We are… pleased to confirm that you did fully qualified for the bonus DVD-to-keep that you chose on registration.

 And that I should,

allow up to 28 working days from the point of qualification to receive your Bonus DVD.

Unfortunately, I am still waiting. On 7th July I sent this email to Wilkinson:

Hi,

28 days have passed, but still no DVD. Is there a problem?

But received no response. Apparently, I am not alone in this experience. So today, I telephoned Customer Services.

The lady I spoke to initially was polite and applogetic. She explained that the offer had received more interest than expected, and that I should receive my DVD in the next couple of weeks. I gently pointed out that it would have been helpful if Wilkinson had emailed customers explaining that there is a problem, and that it would have been polite for them to have responded to my previous email. The lady explained that she was merely a ‘minion’ (her word) who had no power to make descisions about things like that. Fair enough. I asked if I could speak to someone who had more authority…

I think: Here we go…

I was put through to a Customer Services Manager.

I explained the problem, and said that I considered that the service I had received from Wilkinson was poor. I suggested that the readers of this blog might be interested in my experience with Wilkinson. The CS Manager then said that this “wasn’t fair”, because I had received the rental DVDs I had asked for.

I think: You have failed to deliver on your promise, but I am at fault if I tell people?

She explained that the problem was due to other larger companies using the same DVDs as part of their promotions, and that as a result Wilkinson had been unable to supply the demand. Apparently, Wilkinson is too small to compete against the big boys

I think: HMV is to blame for your customer service?

I asked why I had no response to my first email. I was told that there was no record of this email against my account, so that was not Wilkinson’s fault. This is strange – every other email I have sent recently has reached its intended destination, and my mail server says the email was sent.

I suggested that customers should be told about the delay, rather than having to chase things up ourselved. I was told that we already had! I explained that I have received no such communication from Wilkinsons. Again, the CS Manager stated that this was not her fault!

I think: MyISP is to blame for yourpoor cummunication?

I explained that I had a contract with Wilkinson, and that the company had provided poor service against that contract. The CS Manager insisted that there was no contract, because I had now cancelled my subscription.

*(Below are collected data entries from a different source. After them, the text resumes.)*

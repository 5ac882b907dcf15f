use super::save_as;
use crate::types::*;
use image::GenericImageView;
use std::path::Path;

pub(super) fn crop_sync(path: &Path, region: CropRegion) -> Result<()> {
    let img = image::open(path)?;
    let color = img.color();
    let (width, height) = img.dimensions();

    let region = region
        .clamp_to(width, height)
        .ok_or_else(|| StationError::EmptyRegion {
            file: display_name(path),
        })?;

    let cropped = img.crop_imm(region.x, region.y, region.width, region.height);
    save_as(cropped, color, path)
}
pub mod handlers;
pub mod logger;
pub mod rate;
pub mod replace;
pub mod station;
pub mod worker;

pub use logger::{AppLogger, LogEntry};
pub use rate::ScanRate;
pub use replace::{ReplaceProgress, ReplaceSession};
pub use station::{Observer, PageView, Station, StationEvent};
pub use worker::{WorkerContext, worker_task};
use super::save_as;
use crate::constants::{FINAL_DIR, LEFT_SUFFIX, RIGHT_SUFFIX};
use crate::types::*;
use image::{DynamicImage, GenericImageView};
use std::path::{Path, PathBuf};

/// `(left, right)` output paths for splitting `source` into `dir`
fn sided_paths(source: &Path, dir: &Path) -> (PathBuf, PathBuf) {
    let stem = source
        .file_stem()
        .map(|s| s.to_string_lossy().into_owned())
        .unwrap_or_default();
    let ext = source
        .extension()
        .map(|e| format!(".{}", e.to_string_lossy()))
        .unwrap_or_default();

    (
        dir.join(format!("{stem}{LEFT_SUFFIX}{ext}")),
        dir.join(format!("{stem}{RIGHT_SUFFIX}{ext}")),
    )
}

/// `final/{stem}_L{ext}` and `final/{stem}_R{ext}` next to `source`
pub fn split_output_paths(source: &Path) -> (PathBuf, PathBuf) {
    let dir = source.parent().unwrap_or_else(|| Path::new("")).join(FINAL_DIR);
    sided_paths(source, &dir)
}

pub(super) fn split_two_page_sync(source: &Path, layout: &SplitLayout) -> Result<SplitOutput> {
    let (left_path, right_path) = split_output_paths(source);
    if let Some(dir) = left_path.parent() {
        std::fs::create_dir_all(dir)?;
    }

    let img = image::open(source)?;
    let mut output = SplitOutput {
        left: None,
        right: None,
        removed: Vec::new(),
    };

    output.left = write_side(
        source,
        &img,
        &layout.left,
        layout.left_enabled,
        &left_path,
        &mut output.removed,
    )?;
    output.right = write_side(
        source,
        &img,
        &layout.right,
        layout.right_enabled,
        &right_path,
        &mut output.removed,
    )?;

    Ok(output)
}

fn write_side(
    source: &Path,
    img: &DynamicImage,
    rect: &RatioRect,
    enabled: bool,
    target: &Path,
    removed: &mut Vec<PathBuf>,
) -> Result<Option<PathBuf>> {
    if !enabled {
        // A disabled side must not leave an older split behind
        if target.exists() {
            std::fs::remove_file(target)?;
            removed.push(target.to_path_buf());
        }
        return Ok(None);
    }

    let (width, height) = img.dimensions();
    let region = rect
        .to_pixels(width, height)
        .clamp_to(width, height)
        .ok_or_else(|| StationError::EmptyRegion {
            file: display_name(source),
        })?;

    let page = img.crop_imm(region.x, region.y, region.width, region.height);
    save_as(page, img.color(), target)?;
    Ok(Some(target.to_path_buf()))
}

pub(super) fn split_at_sync(source: &Path, x: u32) -> Result<(PathBuf, PathBuf)> {
    let img = image::open(source)?;
    let (width, height) = img.dimensions();
    if x == 0 || x >= width {
        return Err(StationError::EmptyRegion {
            file: display_name(source),
        });
    }

    let dir = source.parent().unwrap_or_else(|| Path::new(""));
    let (left_path, right_path) = sided_paths(source, dir);

    save_as(img.crop_imm(0, 0, x, height), img.color(), &left_path)?;
    save_as(img.crop_imm(x, 0, width - x, height), img.color(), &right_path)?;
    std::fs::remove_file(source)?;

    Ok((left_path, right_path))
}
use anyhow::{Context, Result, bail};
use clap::Parser;
use digipage_core::{CropRegion, ScannerMode, StationConfig, book_display_name, display_name};
use digipage_runtime::StationUpdate;
use digipage_station::{AppLogger, Station, StationEvent};
use log::LevelFilter;
use std::path::PathBuf;
use tokio::io::{AsyncBufReadExt, BufReader};

#[derive(Parser)]
#[command(name = "digipage-station", about = "Headless book scanning station", version)]
struct Cli {
    /// Station configuration file
    #[arg(short, long, default_value = "config.json")]
    config: PathBuf,

    /// Log debug output
    #[arg(short, long)]
    verbose: bool,
}

const HELP: &str = "\
commands:
  next | prev | end          navigate
  mode dual|single           switch scanner mode
  edit | done                hold / release the edit lock
  crop X Y W H [SLOT]        crop the displayed page (slot 0 or 1)
  rotate DEGREES [SLOT]      rotate the displayed page
  delete                     delete what is displayed
  replace                    start / cancel replacing the displayed pair
  book NAME                  assemble the current pages into a book
  cancel                     cancel the running book or transfer
  transfer | confirm         plan the transfer, then execute it
  stats                      recalculate today's numbers
  log [N|clear]              show the last N log records
  quit";

#[tokio::main]
async fn main() -> Result<()> {
    let cli = Cli::parse();

    let level = if cli.verbose {
        LevelFilter::Debug
    } else {
        LevelFilter::Info
    };
    let logger = AppLogger::new(1000, level);
    logger.init()?;

    let config = StationConfig::load(&cli.config)
        .await
        .with_context(|| format!("Failed to load {}", cli.config.display()))?;
    let mut station = Station::start(config)?;
    station.subscribe(print_event);

    println!("{}", HELP);
    let mut lines = BufReader::new(tokio::io::stdin()).lines();

    loop {
        let line = tokio::select! {
            line = lines.next_line() => line?,
            _ = station.process_next() => continue,
        };

        let Some(line) = line else { break };
        match run_command(&mut station, &logger, line.trim()).await {
            Ok(true) => {}
            Ok(false) => break,
            Err(e) => println!("error: {:#}", e),
        }
    }

    station.shutdown().await?;
    Ok(())
}

/// Returns `false` when the console should exit
async fn run_command(station: &mut Station, logger: &AppLogger, line: &str) -> Result<bool> {
    let mut words = line.split_whitespace();
    let Some(command) = words.next() else {
        return Ok(true);
    };
    let args: Vec<&str> = words.collect();

    match command {
        "next" => refused_unless(station.next(), "navigation is locked")?,
        "prev" => refused_unless(station.prev(), "navigation is locked")?,
        "end" => refused_unless(station.jump_to_end(), "a replacement is in progress")?,
        "mode" => {
            let mode = match args.first().copied() {
                Some("dual") => ScannerMode::DualScan,
                Some("single") => ScannerMode::SingleSplit,
                _ => bail!("usage: mode dual|single"),
            };
            station.set_scanner_mode(mode);
        }
        "edit" => station.set_editing(true),
        "done" => station.set_editing(false),
        "crop" => {
            let numbers = parse_numbers::<u32>(&args)?;
            let &[x, y, w, h, ..] = numbers.as_slice() else {
                bail!("usage: crop X Y W H [SLOT]");
            };
            let path = displayed(station, numbers.get(4).copied().unwrap_or(0) as usize)?;
            station.crop(path, CropRegion::new(x, y, w, h));
        }
        "rotate" => {
            let angle: f64 = args
                .first()
                .context("usage: rotate DEGREES [SLOT]")?
                .parse()
                .context("angle must be a number")?;
            let slot = match args.get(1) {
                Some(slot) => slot.parse().context("slot must be 0 or 1")?,
                None => 0,
            };
            let path = displayed(station, slot)?;
            station.rotate(path, angle);
        }
        "delete" => refused_unless(station.delete_current(), "nothing to delete")?,
        "replace" => {
            station.toggle_replace();
        }
        "book" => {
            let name = args.join(" ");
            if name.is_empty() {
                bail!("usage: book NAME");
            }
            station.create_book(&name).await?;
        }
        "cancel" => refused_unless(station.cancel_current_operation(), "nothing to cancel")?,
        "transfer" => station.prepare_transfer(),
        "confirm" => refused_unless(station.confirm_transfer(), "no transfer is pending")?,
        "stats" => station.calculate_stats(),
        "log" => match args.first().copied() {
            Some("clear") => logger.clear(),
            Some(count) => print_log(logger, count.parse().context("usage: log [N|clear]")?),
            None => print_log(logger, 20),
        },
        "help" => println!("{}", HELP),
        "quit" | "exit" => return Ok(false),
        other => bail!("unknown command {:?} (try help)", other),
    }
    Ok(true)
}

fn print_log(logger: &AppLogger, count: usize) {
    for entry in logger.recent(count) {
        println!(
            "{} {:<5} {}",
            entry.timestamp.format("%H:%M:%S"),
            entry.level,
            entry.message
        );
    }
}

fn refused_unless(accepted: bool, reason: &str) -> Result<()> {
    if !accepted {
        bail!("refused: {}", reason);
    }
    Ok(())
}

fn parse_numbers<T: std::str::FromStr>(args: &[&str]) -> Result<Vec<T>> {
    args.iter()
        .map(|arg| arg.parse::<T>().ok().with_context(|| format!("not a number: {}", arg)))
        .collect()
}

fn displayed(station: &Station, slot: usize) -> Result<PathBuf> {
    station
        .sequence()
        .visible()
        .get(slot)
        .cloned()
        .with_context(|| format!("no page in slot {}", slot))
}

fn print_event(event: &StationEvent) {
    match event {
        StationEvent::ViewChanged(view) => {
            let names: Vec<String> = view.pages.iter().map(|p| display_name(p)).collect();
            println!(
                "[view] {}/{} {}{}{}",
                (view.cursor + 1).min(view.total),
                view.total,
                names.join(" | "),
                if view.editing { " (editing)" } else { "" },
                if view.replacing { " (replacing)" } else { "" },
            );
        }
        StationEvent::InvalidateCache { paths } => {
            log::debug!("Invalidated {} cached pages", paths.len());
        }
        StationEvent::ReplaceProgress { collected } => {
            println!("[replace] {}/2 new scans", collected);
        }
        StationEvent::Status(text) => println!("[status] {}", text),
        StationEvent::Worker(update) => print_update(update),
    }
}

fn print_update(update: &StationUpdate) {
    match update {
        StationUpdate::ScanComplete { files } => println!("[scan] {} images", files.len()),
        StationUpdate::StatsCalculated { stats } => {
            println!(
                "[stats] staged {} pages in {} books, archived {} pages in {} books today",
                stats.staged_pages(),
                stats.staged.len(),
                stats.archived_pages,
                stats.archived_books.len()
            );
            for (name, pages) in &stats.staged {
                println!("        {:<12} {:>5} pages", book_display_name(name), pages);
            }
        }
        StationUpdate::OperationComplete { kind, message, .. } => {
            println!("[done] {}: {}", kind, message);
        }
        StationUpdate::BookProgress { done, total } => println!("[book] {}/{}", done, total),
        StationUpdate::TransferPlanReady { plan } => {
            println!("[transfer] {} books ready", plan.moves.len());
            for planned in &plan.moves {
                println!("  {} -> {}", planned.name, planned.destination.display());
            }
            for warning in &plan.warnings {
                println!("  warning: {}", warning);
            }
            if !plan.moves.is_empty() {
                println!("  type confirm to move them");
            }
        }
        StationUpdate::Error { message, .. } => println!("[error] {}", message),
    }
}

I think: I have paid for a service that I have not received. It was part of my contract, but isn’t now because I don’t want anything else from you?

Finally, I was told that I would receive my free DVD within the next 7 days, and that I would have to amend my blog once it arived.

I think: We’ll see.

The CS Manager also said that she would look out for my blog!

I think: The one thing that fascinates me about this whole episode is that the Customer Services Manager was less skilled at dealing with my complaint than her “minion”. If the CS Manager had been genuinely apologetic, I would have accepted that delays sometimes happen, and looked forward to my free DVD arriving sometime in the next 28 days. In that case, this article wouldn’t even exist…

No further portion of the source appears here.